Folha de S.Paulo

Figurino de ‘Pantera Negra’, de Ruth Carter, desafia ranço racista do Oscar

- Pedro Diniz

À sombra do movimento recente da Academia de indicar atores e cineastas não brancos, as categorias técnicas continuam alvas demais. Na de figurino, Ruth E. Carter, indicada neste ano pelo armário de “Pantera Negra”, pode virar exceção se levar a estatueta, que não costuma ir para visões fora do espectro eurocêntri­co e muito menos afrodescen­dentes como o dela.

Faz ao menos 35 anos que peles negras não tocam o troféu de figurino. A última vez em que algo perto disso ocorreu foi em 1983, quando a indiana Bhanu Athaya dividiu o prêmio com John Mollo pelo trabalho em “Gandhi” (1982).

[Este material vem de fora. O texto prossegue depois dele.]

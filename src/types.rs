use std::fmt;
use std::ops::AddAssign;

use chrono::{Datelike, NaiveDate};
use serde::{Deserialize, Serialize, Serializer};
use tabled::Tabled;

use crate::metrics::MetricKey;

/// A calendar month. Ordering is chronological.
#[derive(Debug, Clone, Copy, PartialEq, Eq, PartialOrd, Ord, Hash, Serialize, Deserialize)]
pub struct Period {
    pub year: i32,
    pub month: u32,
}

impl Period {
    /// Returns `None` unless `month` is in `1..=12`.
    pub fn new(year: i32, month: u32) -> Option<Self> {
        (1..=12).contains(&month).then_some(Self { year, month })
    }

    pub fn from_date(date: NaiveDate) -> Self {
        Self {
            year: date.year(),
            month: date.month(),
        }
    }

    /// The calendar month immediately before this one.
    pub fn prev(self) -> Self {
        if self.month <= 1 {
            Self {
                year: self.year - 1,
                month: 12,
            }
        } else {
            Self {
                year: self.year,
                month: self.month - 1,
            }
        }
    }

    /// Same calendar month, one year earlier.
    pub fn year_ago(self) -> Self {
        Self {
            year: self.year - 1,
            month: self.month,
        }
    }
}

impl fmt::Display for Period {
    fn fmt(&self, f: &mut fmt::Formatter<'_>) -> fmt::Result {
        write!(f, "{:04}-{:02}", self.year, self.month)
    }
}

/// Raw CSV row as exported by the reporting spreadsheets.
///
/// Every column is optional and kept as text; `loader` does the cleaning.
/// The aliases map the different header spellings used across client
/// sheets onto one record shape.
#[derive(Debug, Default, Deserialize)]
#[serde(default)]
pub struct RawRow {
    #[serde(rename = "Client", alias = "Account", alias = "Store", alias = "client")]
    pub client: Option<String>,
    #[serde(rename = "Year", alias = "year")]
    pub year: Option<String>,
    #[serde(rename = "Month", alias = "month")]
    pub month: Option<String>,
    #[serde(rename = "Revenue", alias = "Sales", alias = "Total Sales", alias = "revenue")]
    pub revenue: Option<String>,
    #[serde(rename = "Orders", alias = "orders")]
    pub orders: Option<String>,
    #[serde(
        rename = "OrdersCanceled",
        alias = "Canceled Orders",
        alias = "Cancelled Orders",
        alias = "ordersCanceled"
    )]
    pub orders_canceled: Option<String>,
    #[serde(rename = "Profit", alias = "profit")]
    pub profit: Option<String>,
    #[serde(rename = "AdSpend", alias = "Ad Spend", alias = "Spend", alias = "adSpend")]
    pub ad_spend: Option<String>,
    #[serde(rename = "Sessions", alias = "sessions")]
    pub sessions: Option<String>,
    #[serde(
        rename = "AvgFulfillmentDays",
        alias = "Fulfillment Days",
        alias = "avgFulfillmentDays"
    )]
    pub avg_fulfillment_days: Option<String>,
    #[serde(rename = "DaysOfData", alias = "Days of Data", alias = "daysOfData")]
    pub days_of_data: Option<String>,
}

/// One client, one calendar month.
#[derive(Debug, Clone, PartialEq, Serialize, Deserialize)]
#[serde(rename_all = "camelCase")]
pub struct PerformanceRecord {
    pub entity_id: String,
    pub year: i32,
    pub month: u32,
    pub revenue: f64,
    pub orders: f64,
    pub orders_canceled: f64,
    pub profit: f64,
    pub ad_spend: f64,
    pub sessions: f64,
    pub avg_fulfillment_days: f64,
    /// Present when the month is still in progress or was back-filled.
    #[serde(default)]
    pub days_of_data: Option<u32>,
}

impl PerformanceRecord {
    /// A record with every absolute set to zero.
    pub fn new(entity_id: impl Into<String>, year: i32, month: u32) -> Self {
        Self {
            entity_id: entity_id.into(),
            year,
            month,
            revenue: 0.0,
            orders: 0.0,
            orders_canceled: 0.0,
            profit: 0.0,
            ad_spend: 0.0,
            sessions: 0.0,
            avg_fulfillment_days: 0.0,
            days_of_data: None,
        }
    }

    pub fn period(&self) -> Period {
        Period {
            year: self.year,
            month: self.month,
        }
    }

    /// The summable fields of this record. Non-finite inputs become `0`.
    pub fn absolutes(&self) -> Absolutes {
        use crate::ratios::finite_or_zero;
        let orders = finite_or_zero(self.orders);
        Absolutes {
            revenue: finite_or_zero(self.revenue),
            orders,
            orders_canceled: finite_or_zero(self.orders_canceled),
            profit: finite_or_zero(self.profit),
            ad_spend: finite_or_zero(self.ad_spend),
            sessions: finite_or_zero(self.sessions),
            fulfillment_day_orders: finite_or_zero(self.avg_fulfillment_days * orders),
        }
    }
}

/// Summable metrics of a record or a group of records.
///
/// `fulfillment_day_orders` carries `avg_fulfillment_days * orders` so the
/// average can be rederived after summing instead of averaging averages.
#[derive(Debug, Clone, Copy, Default, PartialEq, Serialize)]
#[serde(rename_all = "camelCase")]
pub struct Absolutes {
    pub revenue: f64,
    pub orders: f64,
    pub orders_canceled: f64,
    pub profit: f64,
    pub ad_spend: f64,
    pub sessions: f64,
    pub fulfillment_day_orders: f64,
}

impl Absolutes {
    pub fn scaled(&self, factor: f64) -> Self {
        Self {
            revenue: self.revenue * factor,
            orders: self.orders * factor,
            orders_canceled: self.orders_canceled * factor,
            profit: self.profit * factor,
            ad_spend: self.ad_spend * factor,
            sessions: self.sessions * factor,
            fulfillment_day_orders: self.fulfillment_day_orders * factor,
        }
    }
}

impl AddAssign for Absolutes {
    fn add_assign(&mut self, rhs: Self) {
        self.revenue += rhs.revenue;
        self.orders += rhs.orders;
        self.orders_canceled += rhs.orders_canceled;
        self.profit += rhs.profit;
        self.ad_spend += rhs.ad_spend;
        self.sessions += rhs.sessions;
        self.fulfillment_day_orders += rhs.fulfillment_day_orders;
    }
}

/// Derived metrics. Always recomputed from `Absolutes`, never stored on input.
#[derive(Debug, Clone, Copy, Default, PartialEq, Serialize)]
#[serde(rename_all = "camelCase")]
pub struct Ratios {
    pub aov: f64,
    pub roas: f64,
    pub conv_rate: f64,
    pub cancel_rate: f64,
    pub profit_margin: f64,
    pub profit_per_order: f64,
    pub avg_fulfillment_days: f64,
}

#[derive(Debug, Clone, PartialEq, Eq, Serialize, Deserialize)]
#[serde(rename_all = "camelCase")]
pub struct GroupMember {
    pub entity_id: String,
    pub included: bool,
}

/// A named set of clients: a brand, a manager's book of business, or a
/// custom selection.
#[derive(Debug, Clone, PartialEq, Eq, Serialize, Deserialize)]
#[serde(rename_all = "camelCase")]
pub struct EntityGroup {
    pub name: String,
    #[serde(default)]
    pub members: Vec<GroupMember>,
}

impl EntityGroup {
    pub fn new(name: impl Into<String>) -> Self {
        Self {
            name: name.into(),
            members: Vec::new(),
        }
    }

    /// A group with every listed entity included.
    pub fn with_members<I, S>(name: impl Into<String>, ids: I) -> Self
    where
        I: IntoIterator<Item = S>,
        S: Into<String>,
    {
        Self {
            name: name.into(),
            members: ids
                .into_iter()
                .map(|id| GroupMember {
                    entity_id: id.into(),
                    included: true,
                })
                .collect(),
        }
    }

    /// Sets the membership flag for `entity_id`, adding it if unknown.
    pub fn set_included(&mut self, entity_id: &str, included: bool) {
        match self.members.iter_mut().find(|m| m.entity_id == entity_id) {
            Some(member) => member.included = included,
            None => self.members.push(GroupMember {
                entity_id: entity_id.to_string(),
                included,
            }),
        }
    }

    pub fn includes(&self, entity_id: &str) -> bool {
        self.members
            .iter()
            .any(|m| m.included && m.entity_id == entity_id)
    }

    pub fn included_ids(&self) -> impl Iterator<Item = &str> {
        self.members
            .iter()
            .filter(|m| m.included)
            .map(|m| m.entity_id.as_str())
    }
}

/// One group, one period: summed absolutes with ratios derived post-sum.
#[derive(Debug, Clone, PartialEq, Serialize)]
#[serde(rename_all = "camelCase")]
pub struct AggregatedPeriod {
    pub group: String,
    pub period: Period,
    pub totals: Absolutes,
    pub ratios: Ratios,
    /// Largest `days_of_data` reported by any contributing record.
    pub days_of_data: Option<u32>,
    /// Number of distinct entities that contributed records.
    pub member_count: usize,
    /// True only for the most recent period of the series it came from.
    pub is_latest: bool,
}

/// An aggregated period, scaled to a full-month estimate when it is the
/// latest, partial month.
#[derive(Debug, Clone, PartialEq, Serialize)]
#[serde(rename_all = "camelCase")]
pub struct ProjectedPeriod {
    pub base: AggregatedPeriod,
    pub projection_factor: Option<f64>,
    pub is_projected: bool,
    pub totals: Absolutes,
    pub ratios: Ratios,
}

impl ProjectedPeriod {
    pub fn unprojected(base: AggregatedPeriod) -> Self {
        Self {
            totals: base.totals,
            ratios: base.ratios,
            projection_factor: None,
            is_projected: false,
            base,
        }
    }

    pub fn period(&self) -> Period {
        self.base.period
    }

    pub fn group(&self) -> &str {
        &self.base.group
    }
}

/// Relative change between two values.
///
/// `NotAvailable` is distinct from a zero change: it means there was no
/// usable baseline.
#[derive(Debug, Clone, Copy, PartialEq)]
pub enum PercentChange {
    Percent(f64),
    NotAvailable,
}

impl PercentChange {
    pub fn value(self) -> Option<f64> {
        match self {
            Self::Percent(p) => Some(p),
            Self::NotAvailable => None,
        }
    }

    pub fn magnitude(self) -> Option<f64> {
        self.value().map(f64::abs)
    }

    pub fn is_available(self) -> bool {
        matches!(self, Self::Percent(_))
    }
}

impl fmt::Display for PercentChange {
    fn fmt(&self, f: &mut fmt::Formatter<'_>) -> fmt::Result {
        match self {
            Self::Percent(p) => write!(f, "{:.2}%", p),
            Self::NotAvailable => f.write_str("N/A"),
        }
    }
}

impl Serialize for PercentChange {
    fn serialize<S: Serializer>(&self, serializer: S) -> Result<S::Ok, S::Error> {
        match self {
            Self::Percent(p) => serializer.serialize_f64(*p),
            Self::NotAvailable => serializer.serialize_str("N/A"),
        }
    }
}

#[derive(Debug, Clone, PartialEq, Serialize)]
#[serde(rename_all = "camelCase")]
pub struct ChangeResult {
    pub metric_key: MetricKey,
    pub current_value: f64,
    pub reference_value: Option<f64>,
    pub percent_change: PercentChange,
    pub is_favorable: bool,
}

/// Ranker input.
#[derive(Debug, Clone, PartialEq, Serialize)]
pub struct ScoredEntity {
    pub id: String,
    pub value: f64,
}

impl ScoredEntity {
    pub fn new(id: impl Into<String>, value: f64) -> Self {
        Self {
            id: id.into(),
            value,
        }
    }
}

/// Ranker output. `rank` is 1-based.
#[derive(Debug, Clone, PartialEq, Serialize)]
pub struct RankedEntity {
    pub rank: usize,
    pub id: String,
    pub value: f64,
}

/// A change result attached to the entity it was computed for.
#[derive(Debug, Clone, PartialEq, Serialize)]
#[serde(rename_all = "camelCase")]
pub struct EntityChange {
    pub id: String,
    pub change: ChangeResult,
}

#[derive(Debug, Serialize, Tabled, Clone)]
pub struct GroupKpiRow {
    #[serde(rename = "Group")]
    #[tabled(rename = "Group")]
    pub group: String,
    #[serde(rename = "Period")]
    #[tabled(rename = "Period")]
    pub period: String,
    #[serde(rename = "Projected")]
    #[tabled(rename = "Projected")]
    pub projected: String,
    #[serde(rename = "Revenue")]
    #[tabled(rename = "Revenue")]
    pub revenue: String,
    #[serde(rename = "Orders")]
    #[tabled(rename = "Orders")]
    pub orders: String,
    #[serde(rename = "AdSpend")]
    #[tabled(rename = "AdSpend")]
    pub ad_spend: String,
    #[serde(rename = "ROAS")]
    #[tabled(rename = "ROAS")]
    pub roas: String,
    #[serde(rename = "AOV")]
    #[tabled(rename = "AOV")]
    pub aov: String,
    #[serde(rename = "ConvRate")]
    #[tabled(rename = "ConvRate")]
    pub conv_rate: String,
    #[serde(rename = "RevenueMoM")]
    #[tabled(rename = "RevenueMoM")]
    pub revenue_mom: String,
    #[serde(rename = "RevenueYoY")]
    #[tabled(rename = "RevenueYoY")]
    pub revenue_yoy: String,
    #[serde(rename = "AdSpendMoM")]
    #[tabled(rename = "AdSpendMoM")]
    pub ad_spend_mom: String,
}

#[derive(Debug, Serialize, Tabled, Clone)]
pub struct TrendRow {
    #[serde(rename = "Group")]
    #[tabled(rename = "Group")]
    pub group: String,
    #[serde(rename = "Period")]
    #[tabled(rename = "Period")]
    pub period: String,
    #[serde(rename = "Revenue")]
    #[tabled(rename = "Revenue")]
    pub revenue: String,
    #[serde(rename = "Orders")]
    #[tabled(rename = "Orders")]
    pub orders: String,
    #[serde(rename = "AdSpend")]
    #[tabled(rename = "AdSpend")]
    pub ad_spend: String,
    #[serde(rename = "Profit")]
    #[tabled(rename = "Profit")]
    pub profit: String,
    #[serde(rename = "ROAS")]
    #[tabled(rename = "ROAS")]
    pub roas: String,
    #[serde(rename = "ProfitMargin")]
    #[tabled(rename = "ProfitMargin")]
    pub profit_margin: String,
}

#[derive(Debug, Serialize, Tabled, Clone)]
pub struct LeaderboardRow {
    #[serde(rename = "Rank")]
    #[tabled(rename = "Rank")]
    pub rank: usize,
    #[serde(rename = "Client")]
    #[tabled(rename = "Client")]
    pub client: String,
    #[serde(rename = "Revenue")]
    #[tabled(rename = "Revenue")]
    pub revenue: String,
    #[serde(rename = "Projected")]
    #[tabled(rename = "Projected")]
    pub projected: String,
    #[serde(rename = "RevenueMoM")]
    #[tabled(rename = "RevenueMoM")]
    pub revenue_mom: String,
}

#[derive(Debug, Serialize, Tabled, Clone)]
pub struct AlertRow {
    #[serde(rename = "Client")]
    #[tabled(rename = "Client")]
    pub client: String,
    #[serde(rename = "Metric")]
    #[tabled(rename = "Metric")]
    pub metric: String,
    #[serde(rename = "Current")]
    #[tabled(rename = "Current")]
    pub current: String,
    #[serde(rename = "Previous")]
    #[tabled(rename = "Previous")]
    pub previous: String,
    #[serde(rename = "Change")]
    #[tabled(rename = "Change")]
    pub change: String,
    #[serde(rename = "Favorable")]
    #[tabled(rename = "Favorable")]
    pub favorable: String,
}

#[derive(Debug, Serialize)]
pub struct SummaryStats {
    pub as_of: NaiveDate,
    pub latest_period: Option<Period>,
    pub total_records: usize,
    pub total_clients: usize,
    pub total_groups: usize,
    pub projected_revenue: f64,
    pub projected_ad_spend: f64,
    pub blended_roas: f64,
    pub alert_count: usize,
}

O estudo minucioso do universo fictício de Wakanda criado por Carter, indicada por “Malcolm X” (1992) e “Amistad” (1997), estaria com a vitória garantida se, historicam­ente, o Oscar não privilegia­sse versões glamorosas do guarda-roupa da realeza e a fantasia dos contos de fada.

Os últimos anos alimentara­m essa constante matemática, mesmo depois que o premiado figurino distópico de Jenny Beaven em “Mad Max: Estrada da Fúria” tenha sugerido, erroneamen­te, uma mudança de paradigmas da Academia.

Soube-se depois que o prêmio foi apenas um desvio no eixo de uma categoria que, em tese, deveria privilegia­r trabalhos fora da curva normativa.

Um Oscar desses para “Pantera Negra” seria tão importante quanto um dado nos prêmios principais. Não apenas porque premiaria uma negra após décadas de cegueira hereditári­a, mas porque legitimari­a um olhar desgarrado dos tules, rendas e cetim esbranquiç­ados que perseguem a categoria até esta edição.

O exército enfeitado com os cabelos da tribo ovahimba, da Namíbia, as joias da tribo ndebele e as máscaras do povo igbo, da Nigéria, terão de enfrentar os volumes de três rainhas. Os da dupla de “Duas Rainhas” foram criados por Alexandra Byrne, e os da tresloucad­a de “A Favorita”, por Sandy Powell, ela mesma eterna favorita na categoria.

Assim como aconteceu no Oscar de 2016, quando fora indicada pelos armários de “Carol” e “Cinderela”, Powell tem mais uma vez indicação dupla. Além do figurino real, o onírico de “O Retono de Mary Poppins” leva a reconhecív­el paleta de cores acesas da figurinist­a, ganhadora de três Oscar com vestidos de época.

Derrotadas as rainhas, Wakanda ainda terá de enfrentar o guarda-roupa banguebang­ue de “A Balada de Buster Scruggs”, belíssimo trabalho de Mary Zophres, que criou o visual de “La La Land” e que, apesar de ter outras duas indicações, assim como Ruth E. Carter, nunca levou o prêmio.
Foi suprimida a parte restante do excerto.